TASK INSTRUCTIONS — Within the records below, filter for lines carrying the word "text" and copy them.

----

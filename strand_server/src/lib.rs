//! Process host: configuration, logging, the runtime, and the built-in
//! resources served by every instance.

pub mod config;
pub use config::ServerConfig;

mod tracing_config;
pub use tracing_config::build_subscriber;

mod resources;
pub use resources::*;

mod server;
pub use server::*;

pub mod run;
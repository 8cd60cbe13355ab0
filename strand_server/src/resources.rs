use async_trait::async_trait;
use client_listener::{Resource, ResourceRegistry, ResourceRequest, ServeError};
use std::{sync::Arc, time::Duration};
use strand_network::http::{Code, HttpError, Response};
use strand_remote::{HostPort, Remote, RemoteError, Request};

/// Longest a relayed request may take
const RELAY_TIMEOUT: Duration = Duration::from_secs(30);

/// What built-in resources are constructed from
pub struct ResourceEnv
{
    pub server_name: String,
    pub remote: Arc<Remote>,
}

/// A resource compiled into the server, registered with `inventory::submit!`
pub struct ResourceRegistration
{
    pub path: &'static str,
    /// Serves every path below `path` as well
    pub directory: bool,
    pub build: fn(&ResourceEnv) -> Arc<dyn Resource>,
}

inventory::collect!(ResourceRegistration);

/// Add every compiled-in resource to `registry`
pub fn register_builtin(registry: &ResourceRegistry, env: &ResourceEnv)
{
    for reg in inventory::iter::<ResourceRegistration>
    {
        tracing::debug!("registering built-in resource {}", reg.path);
        registry.add(reg.path, reg.directory, (reg.build)(env));
    }
}

/// `GET /_strand/version`
struct Version
{
    name: String,
}

#[async_trait]
impl Resource for Version
{
    async fn handle(&self, request: &mut ResourceRequest) -> Result<(), ServeError>
    {
        request.require_method("GET")?;

        let body = serde_json::json!({
            "server": {
                "name": self.name,
                "version": env!("CARGO_PKG_VERSION"),
            }
        });
        request.respond(Response::json(Code::OK, &body)).await
    }
}

fn version(env: &ResourceEnv) -> Arc<dyn Resource>
{
    Arc::new(Version { name: env.server_name.clone() })
}

inventory::submit! {
    ResourceRegistration { path: "/_strand/version", directory: false, build: version }
}

/// `GET /_strand/remote/version/<host:port>`: ask a remote server for its
/// version through the outbound pool
struct RemoteVersion
{
    remote: Arc<Remote>,
}

fn relay_error(target: &HostPort, e: RemoteError) -> HttpError
{
    match e
    {
        RemoteError::Http(e) => HttpError::new(Code::BAD_GATEWAY, format!("{} returned {}", target, e.code)),
        RemoteError::Timeout => HttpError::new(Code::GATEWAY_TIMEOUT, format!("{} timed out", target)),
        RemoteError::Shutdown => HttpError::new(Code::SERVICE_UNAVAILABLE, "Shutting down"),
        e => HttpError::new(Code::BAD_GATEWAY, format!("{}: {}", target, e)),
    }
}

#[async_trait]
impl Resource for RemoteVersion
{
    async fn handle(&self, request: &mut ResourceRequest) -> Result<(), ServeError>
    {
        request.require_method("GET")?;

        let target: HostPort = request.param(0)
                                      .ok_or_else(|| HttpError::bad_request("No remote given"))?
                                      .parse()
                                      .map_err(|e: RemoteError| HttpError::bad_request(e.to_string()))?;

        tracing::debug!("client[{}]: relaying version request to {}", request.remote(), target);

        let mut relayed = Request::get(target.clone(), "/_matrix/federation/v1/version").with_opts(self.remote.opts());
        self.remote.submit(&mut relayed);

        let response = relayed.wait(RELAY_TIMEOUT).await.map_err(|e| relay_error(&target, e))?;
        request.respond(Response::new(Code::OK).with_content("application/json", response.content)).await
    }
}

fn remote_version(env: &ResourceEnv) -> Arc<dyn Resource>
{
    Arc::new(RemoteVersion { remote: Arc::clone(&env.remote) })
}

inventory::submit! {
    ResourceRegistration { path: "/_strand/remote/version", directory: true, build: remote_version }
}
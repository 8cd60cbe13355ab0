//! Helpers shared by the configuration structs of the networking crates.

/// (De)serialise a [`Duration`](std::time::Duration) as a number of seconds.
///
/// Fractional values are accepted, so `0.25` is a quarter of a second.
pub mod duration_secs {
    use serde::{de::Error, Deserialize, Deserializer, Serializer};
    use std::time::Duration;

    pub fn serialize<S: Serializer>(value: &Duration, serializer: S) -> Result<S::Ok, S::Error> {
        serializer.serialize_f64(value.as_secs_f64())
    }

    pub fn deserialize<'de, D: Deserializer<'de>>(deserializer: D) -> Result<Duration, D::Error> {
        let secs = f64::deserialize(deserializer)?;
        if !secs.is_finite() || secs < 0.0 {
            return Err(D::Error::custom(format!("invalid duration: {}", secs)));
        }
        Ok(Duration::from_secs_f64(secs))
    }
}

#[cfg(test)]
mod tests {
    use serde::{Deserialize, Serialize};
    use std::time::Duration;

    #[derive(Debug, Serialize, Deserialize, PartialEq)]
    struct Timeouts {
        #[serde(with = "super::duration_secs")]
        idle: Duration,
    }

    #[test]
    fn durations_are_seconds() {
        let parsed: Timeouts = serde_json::from_str(r#"{"idle": 1.5}"#).unwrap();
        assert_eq!(parsed.idle, Duration::from_millis(1500));

        assert!(serde_json::from_str::<Timeouts>(r#"{"idle": -1}"#).is_err());
        assert_eq!(serde_json::to_string(&parsed).unwrap(), r#"{"idle":1.5}"#);
    }
}
use crate::{HostPort, RemoteError};

use async_trait::async_trait;
use std::time::Duration;
use strand_network::{Socket, SocketError};
use tokio::net::lookup_host;

/// Opens transport connections to remotes
#[async_trait]
pub trait Connector: Send + Sync + 'static {
    async fn connect(&self, target: &HostPort, timeout: Duration) -> Result<Socket, RemoteError>;
}

/// Resolves names through the system resolver and connects over TCP
#[derive(Clone, Copy, Debug, Default)]
pub struct TcpConnector;

#[async_trait]
impl Connector for TcpConnector {
    async fn connect(&self, target: &HostPort, timeout: Duration) -> Result<Socket, RemoteError> {
        let addrs: Vec<_> = lookup_host((target.host(), target.port()))
            .await
            .map_err(|e| RemoteError::Unavailable(format!("resolving {}: {}", target, e)))?
            .collect();

        if addrs.is_empty() {
            return Err(RemoteError::Unavailable(format!("no addresses for {}", target)));
        }

        let mut last_error = SocketError::NotConnected;
        for addr in addrs {
            match Socket::connect(addr, timeout).await {
                Ok(sock) => return Ok(sock),
                Err(e) => {
                    tracing::debug!("connect to {} ({}) failed: {}", target, addr, e);
                    last_error = e;
                }
            }
        }
        Err(last_error.into())
    }
}
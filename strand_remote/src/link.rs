use crate::{
    peer::{Front, LinkFailure},
    In, InContent, Peer, RemoteError, Response,
};

use bytes::{Bytes, BytesMut};
use parking_lot::Mutex;
use std::sync::Arc;
use strand_network::{
    http::{extend_capped, ChunkedDecoder, Framing, ResponseHead},
    Dc, Socket, SocketError,
};
use tokio::{
    select,
    sync::{watch, Notify},
    time,
};

/// Why a link stopped
#[derive(Debug)]
enum LinkEnd {
    /// Idle past its timeout, or closed by the remote with nothing outstanding
    Retired,
    /// The remote is closing it; anything still queued on it is reset
    Closing,
    /// Reset locally
    Aborted,
    ConnectFailed(RemoteError),
    Failed(RemoteError),
}

async fn aborted(rx: &mut watch::Receiver<bool>) {
    loop {
        if *rx.borrow_and_update() {
            return;
        }
        if rx.changed().await.is_err() {
            std::future::pending::<()>().await;
        }
    }
}

fn report(input: &mut In, piece: usize, total: usize) {
    if let Some(progress) = input.progress.as_mut() {
        progress(piece, total);
    }
}

fn too_large(cap: usize) -> RemoteError {
    RemoteError::Protocol(format!("content exceeds {} bytes", cap))
}

/// One connection to a remote.
///
/// Two loops share the socket: the writer sends queued requests back to
/// back, and the reader takes responses off in the same order.
pub(crate) struct Link {
    id: u64,
    label: String,
    sock: Mutex<Option<Arc<Socket>>>,
    abort: watch::Sender<bool>,
    pub notify_write: Notify,
    pub notify_read: Notify,
}

impl Link {
    pub fn new(id: u64, label: String) -> Self {
        let (abort, _) = watch::channel(false);
        Self {
            id,
            label,
            sock: Mutex::new(None),
            abort,
            notify_write: Notify::new(),
            notify_read: Notify::new(),
        }
    }

    pub fn label(&self) -> &str {
        &self.label
    }

    /// Stop both loops now and reset the connection
    pub fn abort(&self) {
        self.abort.send_replace(true);
    }

    #[tracing::instrument(skip_all, fields(link = %self.label))]
    pub async fn run(self: Arc<Self>, peer: Arc<Peer>) -> anyhow::Result<()> {
        let mut abort = self.abort.subscribe();
        let end = select! {
            biased;
            _ = aborted(&mut abort) => LinkEnd::Aborted,
            end = self.drive(&peer) => end,
        };
        tracing::debug!("link[{}]: finished: {:?}", self.label, end);

        let dc = match end {
            LinkEnd::Retired => Dc::Fin,
            LinkEnd::Closing => {
                peer.fail_link(self.id, RemoteError::ConnectionReset, LinkFailure::Broken);
                Dc::Fin
            }
            LinkEnd::Aborted => {
                peer.fail_link(self.id, RemoteError::ConnectionReset, LinkFailure::Broken);
                Dc::Rst
            }
            LinkEnd::ConnectFailed(e) => {
                peer.fail_link(self.id, e, LinkFailure::Connect);
                Dc::Rst
            }
            LinkEnd::Failed(e) => {
                peer.fail_link(self.id, e, LinkFailure::Broken);
                Dc::Rst
            }
        };

        let sock = self.sock.lock().take();
        if let Some(sock) = sock {
            if let Err(e) = sock.disconnect(dc).await {
                tracing::debug!("link[{}]: error disconnecting: {}", self.label, e);
            }
        }
        Ok(())
    }

    async fn drive(&self, peer: &Arc<Peer>) -> LinkEnd {
        let timeout = peer.conf.connect_timeout;
        let sock = match time::timeout(timeout, peer.connector.connect(&peer.target, timeout)).await
        {
            Ok(Ok(sock)) => Arc::new(sock),
            Ok(Err(e)) => return LinkEnd::ConnectFailed(e),
            Err(_) => return LinkEnd::ConnectFailed(RemoteError::Timeout),
        };
        tracing::debug!("link[{}]: connected to {}", self.label, sock.remote());
        *self.sock.lock() = Some(Arc::clone(&sock));

        select! {
            end = self.write_loop(peer, &sock) => end,
            end = self.read_loop(peer, &sock) => end,
        }
    }

    async fn write_loop(&self, peer: &Arc<Peer>, sock: &Socket) -> LinkEnd {
        let chunk = peer.conf.write_chunk.max(1);

        loop {
            let (id, mut out) = match peer.next_write(self.id) {
                Some(next) => next,
                None => {
                    self.notify_write.notified().await;
                    continue;
                }
            };

            let written = async {
                sock.write_all(&out.head).await?;

                let mut total = 0;
                for piece in out.content.chunks(chunk) {
                    sock.write_all(piece).await?;
                    total += piece.len();
                    if let Some(progress) = out.progress.as_mut() {
                        progress(piece.len(), total);
                    }
                }
                Ok::<_, SocketError>(())
            }
            .await;

            if let Err(e) = written {
                return LinkEnd::Failed(e.into());
            }

            tracing::trace!("link[{}]: wrote {:?}", self.label, id);
            peer.written(id);
            self.notify_read.notify_one();
        }
    }

    async fn read_loop(&self, peer: &Arc<Peer>, sock: &Socket) -> LinkEnd {
        let idle_timeout = peer.conf.link_idle_timeout;
        let mut buf = BytesMut::new();

        loop {
            match peer.front(self.id) {
                Front::Gone => return LinkEnd::Aborted,
                Front::Waiting => self.notify_read.notified().await,
                Front::Idle => {
                    if !buf.is_empty() {
                        return LinkEnd::Failed(RemoteError::Protocol(
                            "unsolicited data from remote".to_string(),
                        ));
                    }

                    select! {
                        _ = self.notify_read.notified() => (),
                        ready = sock.wait_ready(Some(idle_timeout)) => match ready {
                            Ok(()) => {
                                if peer.is_idle(self.id) {
                                    return LinkEnd::Failed(RemoteError::Protocol(
                                        "unsolicited data from remote".to_string(),
                                    ));
                                }
                            }
                            Err(SocketError::Timeout) => {
                                if peer.try_retire(self.id) {
                                    return LinkEnd::Retired;
                                }
                            }
                            Err(SocketError::Eof) => {
                                return if peer.try_retire(self.id) {
                                    LinkEnd::Retired
                                } else {
                                    LinkEnd::Closing
                                };
                            }
                            Err(e) => return LinkEnd::Failed(e.into()),
                        },
                    }
                }
                Front::Ready {
                    id,
                    mut input,
                    content_length_maxalloc,
                } => {
                    let head_max = match input.head_max {
                        0 => peer.conf.head_max,
                        n => n,
                    };
                    let cap = match input.content {
                        InContent::Fixed(cap) => cap,
                        InContent::Dynamic => content_length_maxalloc,
                    };

                    match read_response(sock, &mut buf, head_max, cap, &mut input).await {
                        Ok(response) => {
                            let keep_alive = response.head.keep_alive();
                            peer.complete(self.id, id, response, keep_alive);
                            if !keep_alive {
                                return LinkEnd::Closing;
                            }
                        }
                        Err(e) => return LinkEnd::Failed(e),
                    }
                }
            }
        }
    }
}

/// Read one final response. Interim 1xx responses are skipped. Bytes past
/// the end of the response stay in `buf`.
async fn read_response(
    sock: &Socket,
    buf: &mut BytesMut,
    head_max: usize,
    cap: usize,
    input: &mut In,
) -> Result<Response, RemoteError> {
    let head = loop {
        if let Some(head) = ResponseHead::parse(&buf[..])? {
            if head.head_len > head_max {
                break Err(head.head_len);
            }
            let _ = buf.split_to(head.head_len);
            if head.code.is_informational() {
                continue;
            }
            break Ok(head);
        }
        if buf.len() >= head_max {
            break Err(buf.len());
        }
        sock.read_buf(buf).await?;
    };
    let head = head.map_err(|len| {
        RemoteError::Protocol(format!(
            "response head of {} bytes exceeds {}",
            len, head_max
        ))
    })?;

    // Content never takes more than `cap` bytes. A larger response is read
    // up to the cap and then refused.
    let mut content = Vec::new();
    match head.framing() {
        Framing::Length(len) => {
            let want = len.min(cap);
            content.reserve_exact(want);
            while content.len() < want {
                if buf.is_empty() {
                    sock.read_buf(buf).await?;
                }
                let take = (want - content.len()).min(buf.len());
                content.extend_from_slice(&buf.split_to(take));
                report(input, take, content.len());
            }
            if len > cap {
                return Err(RemoteError::Protocol(format!(
                    "content length {} exceeds {}",
                    len, cap
                )));
            }
        }
        Framing::Chunked => {
            let mut decoder = ChunkedDecoder::new();
            loop {
                let before = content.len();
                let used = decoder.decode(&buf[..], &mut content, cap);
                if content.len() > before {
                    report(input, content.len() - before, content.len());
                }
                let _ = buf.split_to(used?);
                if decoder.is_done() {
                    break;
                }
                sock.read_buf(buf).await?;
            }
        }
        Framing::UntilClose => loop {
            if !buf.is_empty() {
                let taken = extend_capped(&mut content, &buf[..], cap);
                let _ = buf.split_to(taken);
                if taken > 0 {
                    report(input, taken, content.len());
                }
                if !buf.is_empty() {
                    return Err(too_large(cap));
                }
            }
            match sock.read_buf(buf).await {
                Ok(_) => (),
                Err(SocketError::Eof) => break,
                Err(e) => return Err(e.into()),
            }
        },
    }

    Ok(Response {
        head,
        content: Bytes::from(content),
    })
}
//! IPv4 address ranges.
//!
//! This file contains the `AddressRange` value type: a contiguous block of
//! IPv4 addresses `[base, top)` written in CIDR notation, plus the parsing,
//! formatting and overlap checks the allocator is built on.

use std::fmt;
use std::str::FromStr;

/// Number of bits in an IPv4 address
pub const ADDRESS_BITS: u8 = 32;

/// Errors raised while building an address range
#[derive(Debug, Clone, PartialEq, Eq, thiserror::Error)]
pub enum CidrError {
    #[error("Invalid CIDR '{cidr}': {reason}")]
    InvalidCidr { cidr: String, reason: String },

    #[error("Invalid prefix length /{0} (must be 0-32)")]
    InvalidPrefixLength(u8),

    #[error("Range {base}-{top} is not a power-of-two sized block")]
    InvalidRange { base: u32, top: u64 },
}

/// A contiguous IPv4 interval `[base, top)`.
///
/// `top` is kept as a `u64` so a block ending at 255.255.255.255 is exact.
/// The base address is taken as given; a misaligned CIDR such as
/// `10.0.0.1/24` is not corrected.
#[derive(Debug, Clone, Copy, PartialEq, Eq, Hash)]
pub struct AddressRange {
    base: u32,
    top: u64,
    prefix_length: u8,
}

impl AddressRange {
    /// Parse an `a.b.c.d/n` string
    pub fn parse_cidr(cidr: &str) -> Result<Self, CidrError> {
        let invalid = |reason: &str| CidrError::InvalidCidr {
            cidr: cidr.to_string(),
            reason: reason.to_string(),
        };

        let parts: Vec<&str> = cidr.split('/').collect();
        if parts.len() != 2 {
            return Err(invalid("expected exactly one '/'"));
        }

        let base = ip_to_num(parts[0])
            .ok_or_else(|| invalid("address must be four dot-separated integers in 0-255"))?;

        let prefix_length = parse_decimal::<u8>(parts[1])
            .filter(|prefix| *prefix <= ADDRESS_BITS)
            .ok_or_else(|| invalid("prefix length must be an integer in 0-32"))?;

        Self::from_base_and_size(base, prefix_length)
    }

    /// Build a block of `2^(32 - prefix_length)` addresses starting at `base`.
    ///
    /// No alignment check is made.
    pub fn from_base_and_size(base: u32, prefix_length: u8) -> Result<Self, CidrError> {
        if prefix_length > ADDRESS_BITS {
            return Err(CidrError::InvalidPrefixLength(prefix_length));
        }

        Ok(AddressRange {
            base,
            top: u64::from(base) + block_size(prefix_length),
            prefix_length,
        })
    }

    /// Build a block from explicit bounds, deriving the prefix length.
    ///
    /// The size `top - base` must be a power of two no larger than 2^32.
    pub fn from_base_and_top(base: u32, top: u64) -> Result<Self, CidrError> {
        let invalid = CidrError::InvalidRange { base, top };

        let size = top.checked_sub(u64::from(base)).filter(|size| *size > 0).ok_or(invalid.clone())?;
        if !size.is_power_of_two() || size > block_size(0) {
            return Err(invalid);
        }

        // trailing_zeros of 2^k is k, and k <= 32 here
        let host_bits = size.trailing_zeros() as u8;

        Ok(AddressRange {
            base,
            top,
            prefix_length: ADDRESS_BITS - host_bits,
        })
    }

    /// Inclusive lower bound
    pub fn base(&self) -> u32 {
        self.base
    }

    /// Exclusive upper bound
    pub fn top(&self) -> u64 {
        self.top
    }

    pub fn prefix_length(&self) -> u8 {
        self.prefix_length
    }

    /// Number of addresses in the block
    pub fn size(&self) -> u64 {
        self.top - u64::from(self.base)
    }

    /// Format back to `a.b.c.d/n`
    pub fn to_cidr(&self) -> String {
        format!("{}/{}", num_to_ip(self.base), self.prefix_length)
    }

    /// True when the two half-open intervals share at least one address.
    ///
    /// Adjacent blocks (`self.top == other.base`) do not overlap.
    pub fn overlaps(&self, other: &AddressRange) -> bool {
        u64::from(self.base) < other.top && u64::from(other.base) < self.top
    }
}

impl fmt::Display for AddressRange {
    fn fmt(&self, f: &mut fmt::Formatter<'_>) -> fmt::Result {
        write!(f, "{}", self.to_cidr())
    }
}

impl FromStr for AddressRange {
    type Err = CidrError;

    fn from_str(s: &str) -> Result<Self, Self::Err> {
        Self::parse_cidr(s)
    }
}

/// Number of addresses in a block with the given prefix length
pub fn block_size(prefix_length: u8) -> u64 {
    1u64 << (ADDRESS_BITS - prefix_length)
}

/// Convert a dotted quad to its big-endian integer value
pub fn ip_to_num(ip: &str) -> Option<u32> {
    let octets: Vec<&str> = ip.split('.').collect();
    if octets.len() != 4 {
        return None;
    }

    octets.iter().try_fold(0u32, |num, octet| {
        parse_decimal::<u8>(octet).map(|value| (num << 8) | u32::from(value))
    })
}

/// Convert an integer back to a dotted quad
pub fn num_to_ip(num: u32) -> String {
    let [a, b, c, d] = num.to_be_bytes();
    format!("{}.{}.{}.{}", a, b, c, d)
}

/// Parse a plain run of ASCII digits (no sign, no whitespace)
fn parse_decimal<T: FromStr>(text: &str) -> Option<T> {
    if text.is_empty() || !text.bytes().all(|b| b.is_ascii_digit()) {
        return None;
    }
    text.parse().ok()
}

----

EXPECTED OUTPUT —
fn parse_decimal<T: FromStr>(text: &str) -> Option<T> {
    if text.is_empty() || !text.bytes().all(|b| b.is_ascii_digit()) {
    text.parse().ok()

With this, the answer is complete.